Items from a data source
use wire::Method;
use wire::api::testing::ScriptedTransport;

use super::*;

fn api(transport: ScriptedTransport) -> ApiClient<ScriptedTransport> {
    ApiClient::new("http://backend.test", transport)
}

fn parse(args: &[&str]) -> Cli {
    Cli::try_parse_from(std::iter::once("devlearn-cli").chain(args.iter().copied())).expect("parse")
}

async fn run_to_string(api: &ApiClient<ScriptedTransport>, args: &[&str]) -> Result<String, CliError> {
    let mut out = Vec::new();
    run(api, parse(args).command, &mut out).await?;
    Ok(String::from_utf8(out).expect("utf8"))
}

// =============================================================
// Argument parsing
// =============================================================

#[test]
fn defaults_apply_without_flags() {
    let cli = parse(&["videos"]);
    assert_eq!(cli.timeout_secs, 30);
    assert!(matches!(cli.command, Command::Videos));
}

#[test]
fn base_url_flag_overrides_default() {
    let cli = parse(&["--base-url", "https://api.example.test/", "videos"]);
    assert_eq!(cli.base_url, "https://api.example.test/");
}

#[test]
fn mentor_level_is_validated() {
    let err = Cli::try_parse_from(["devlearn-cli", "mentor", "q", "--level", "expert"]).expect_err("rejects");
    assert_eq!(err.kind(), clap::error::ErrorKind::ValueValidation);

    let cli = parse(&["mentor", "q", "--level", "advanced"]);
    assert!(matches!(cli.command, Command::Mentor { level: MentorLevel::Advanced, .. }));
}

#[test]
fn convert_requires_code_or_file() {
    assert!(Cli::try_parse_from(["devlearn-cli", "convert"]).is_err());
    assert!(Cli::try_parse_from(["devlearn-cli", "convert", "--code", "x", "--file", "a.js"]).is_err());
}

#[test]
fn notes_require_user_id() {
    assert!(Cli::try_parse_from(["devlearn-cli", "notes", "list"]).is_err());
}

// =============================================================
// Command execution
// =============================================================

#[tokio::test]
async fn videos_prints_catalog() {
    let api = api(ScriptedTransport::new().reply(
        200,
        &serde_json::json!({ "channels": [{ "name": "c", "url": "u", "topics": ["Rust"], "videos": [] }] }),
    ));
    let out = run_to_string(&api, &["videos"]).await.expect("run");
    assert_eq!(out, "c <u>\n  Topics: Rust\n");
}

#[tokio::test]
async fn notes_create_posts_then_reloads() {
    let api = api(
        ScriptedTransport::new()
            .reply(200, &serde_json::json!({ "id": "n1" }))
            .reply(200, &serde_json::json!([{ "id": "n1", "title": "T", "content": "C" }])),
    );
    let out = run_to_string(&api, &["notes", "--user-id", "u1", "create", "--title", "T", "--content", "C"])
        .await
        .expect("run");

    let calls = api.transport().calls();
    assert_eq!(calls.len(), 2);
    assert_eq!(calls[0].method, Method::Post);
    assert_eq!(calls[0].body, Some(serde_json::json!({ "user_id": "u1", "title": "T", "content": "C" })));
    assert_eq!(calls[1].url, "http://backend.test/api/notes?user_id=u1");
    assert_eq!(out, "[n1] T\n    C\n");
}

#[tokio::test]
async fn failed_create_skips_reload() {
    let api = api(ScriptedTransport::new().reply(422, &serde_json::json!({ "detail": "bad" })));
    let err = run_to_string(&api, &["notes", "--user-id", "u1", "create", "--title", "T"]).await.expect_err("fails");

    assert!(matches!(err, CliError::Api(ApiError::Backend { status: 422, .. })));
    assert_eq!(api.transport().calls().len(), 1);
}

#[tokio::test]
async fn mentor_prints_answer_only() {
    let api = api(ScriptedTransport::new().reply(200, &serde_json::json!({ "answer": "Use a base case." })));
    let out = run_to_string(&api, &["mentor", "How do I learn recursion?"]).await.expect("run");

    assert_eq!(
        api.transport().calls()[0].body,
        Some(serde_json::json!({ "question": "How do I learn recursion?", "language": "", "level": "beginner" }))
    );
    assert_eq!(out, "Use a base case.\n");
}

#[tokio::test]
async fn convert_appends_notes() {
    let api = api(ScriptedTransport::new().reply(200, &serde_json::json!({ "converted": "print(1)", "notes": "n" })));
    let out = run_to_string(&api, &["convert", "--code", "console.log(1)"]).await.expect("run");
    assert_eq!(out, "print(1)\n\nNotes: n\n");
}

#[tokio::test]
async fn convert_reports_unreadable_file() {
    let api = api(ScriptedTransport::new());
    let err = run_to_string(&api, &["convert", "--file", "/nonexistent/devlearn/snippet.js"])
        .await
        .expect_err("fails");

    assert!(matches!(err, CliError::ReadSource { .. }));
    assert!(api.transport().calls().is_empty());
}

#[tokio::test]
async fn progress_complete_records_then_reloads() {
    let api = api(
        ScriptedTransport::new()
            .reply(200, &serde_json::json!({}))
            .reply(200, &serde_json::json!({ "completed": 1, "rank": "Novice" })),
    );
    let out = run_to_string(&api, &["progress", "--user-id", "u1", "complete"]).await.expect("run");

    let calls = api.transport().calls();
    assert_eq!(calls[0].url, "http://backend.test/api/progress");
    assert_eq!(calls[1].url, "http://backend.test/api/progress/u1");
    assert_eq!(out, "Completed: 1\nRank: Novice\n");
}

#[tokio::test]
async fn signup_prints_session_verbatim() {
    let api = api(ScriptedTransport::new().reply(200, &serde_json::json!({ "user_id": 7 })));
    let out = run_to_string(&api, &["signup"]).await.expect("run");

    assert_eq!(
        api.transport().calls()[0].body,
        Some(serde_json::json!({ "name": "Student", "email": "student@example.com", "provider": "email" }))
    );
    assert_eq!(out, "{\n  \"user_id\": 7\n}\n");
}

#[tokio::test]
async fn malformed_login_response_is_reported() {
    let api = api(ScriptedTransport::new().reply_text(200, "<html>"));
    let err = run_to_string(&api, &["login"]).await.expect_err("fails");
    assert!(matches!(err, CliError::Api(ApiError::MalformedResponse(_))));
}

Exercise: Using only the data above, copy out the lines that include the word "CliError".

Solved problem:
async fn run_to_string(api: &ApiClient<ScriptedTransport>, args: &[&str]) -> Result<String, CliError> {
    assert!(matches!(err, CliError::Api(ApiError::Backend { status: 422, .. })));
    assert!(matches!(err, CliError::ReadSource { .. }));
    assert!(matches!(err, CliError::Api(ApiError::MalformedResponse(_))));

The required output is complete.